He told me about this the next day.
Mitey-Mike saw the cops at the front window. He didn't try to run or hide. He walked right up to them. "Hey!" he shouted through the glass. "You have to go around back. Through the alley. The back door. I don't have the key to this one." He met them at the back door -- the door he'd jimmied -- and invited them in. "I'll get some coffee going," he said. "Caf or decaf?"
The cops wanted to know who he was. There were four of them. They said they were responding to an alarm.
"I'm Jerry's nephew," Mitey-Mike told them. "Come on in. Give yourselves a break. We've got chairs in here. There's coffee if you want.
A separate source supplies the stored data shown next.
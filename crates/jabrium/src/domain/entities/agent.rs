//! Agent Directory
//!
//! Maps agent display names to the stable ids used as citation targets.

use serde::{Deserialize, Serialize};
use std::collections::HashMap;

/// One row of `GET /api/agents/directory`
#[derive(Debug, Clone, PartialEq, Eq, Serialize, Deserialize)]
pub struct AgentEntry {
    pub agent_name: String,
    pub agent_id: String,
}

impl AgentEntry {
    pub fn new(agent_name: impl Into<String>, agent_id: impl Into<String>) -> Self {
        Self {
            agent_name: agent_name.into(),
            agent_id: agent_id.into(),
        }
    }
}

/// Name to id lookup built from the directory endpoint
#[derive(Debug, Clone, Default)]
pub struct AgentDirectory {
    by_name: HashMap<String, String>,
}

impl AgentDirectory {
    pub fn new() -> Self {
        Self::default()
    }

    /// Build a directory; later entries win on duplicate names
    pub fn from_entries(entries: impl IntoIterator<Item = AgentEntry>) -> Self {
        let by_name = entries
            .into_iter()
            .map(|e| (e.agent_name, e.agent_id))
            .collect();
        Self { by_name }
    }

    /// Resolve a display name to its agent id
    pub fn resolve(&self, name: &str) -> Option<&str> {
        self.by_name.get(name).map(String::as_str)
    }

    pub fn len(&self) -> usize {
        self.by_name.len()
    }

    pub fn is_empty(&self) -> bool {
        self.by_name.is_empty()
    }
}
I'm going to have coffee. Actually, I'm going to have a beer. You know what I mean? A late-night beer. There's beer in the basement. Here, let me get some lights on."
He roamed around the store looking for the light switches. Three of the cops sat down in chairs; the fourth remained standing and watched him. Mitey-Mike found the lights. He turned them on. He walked back over to the cops. "Listen here," he said to the cop who was standing, "have a seat. Mi casa, su casa." He brought a chair over. These were the chairs customers sat in to peer into the jewelry cases and try on rings and bracelets and talk to the jewelers. It was that kind of store. The cop finally sat down. "Now what can I get for you guys?" said Mitey-Mike. "How 'bout a beer?"
One of the cops said, "We'd like to see some ID, please."
Mitey-Mike stared at him, then stared at each of them, and laughed. "You mean Jerry didn't tell you about the boat?" He paused. He looked them in the eyes. "The boat. You know about the boat, right?" He laughed again. "You guys don't know about the boat. You probably have no idea why I'm here."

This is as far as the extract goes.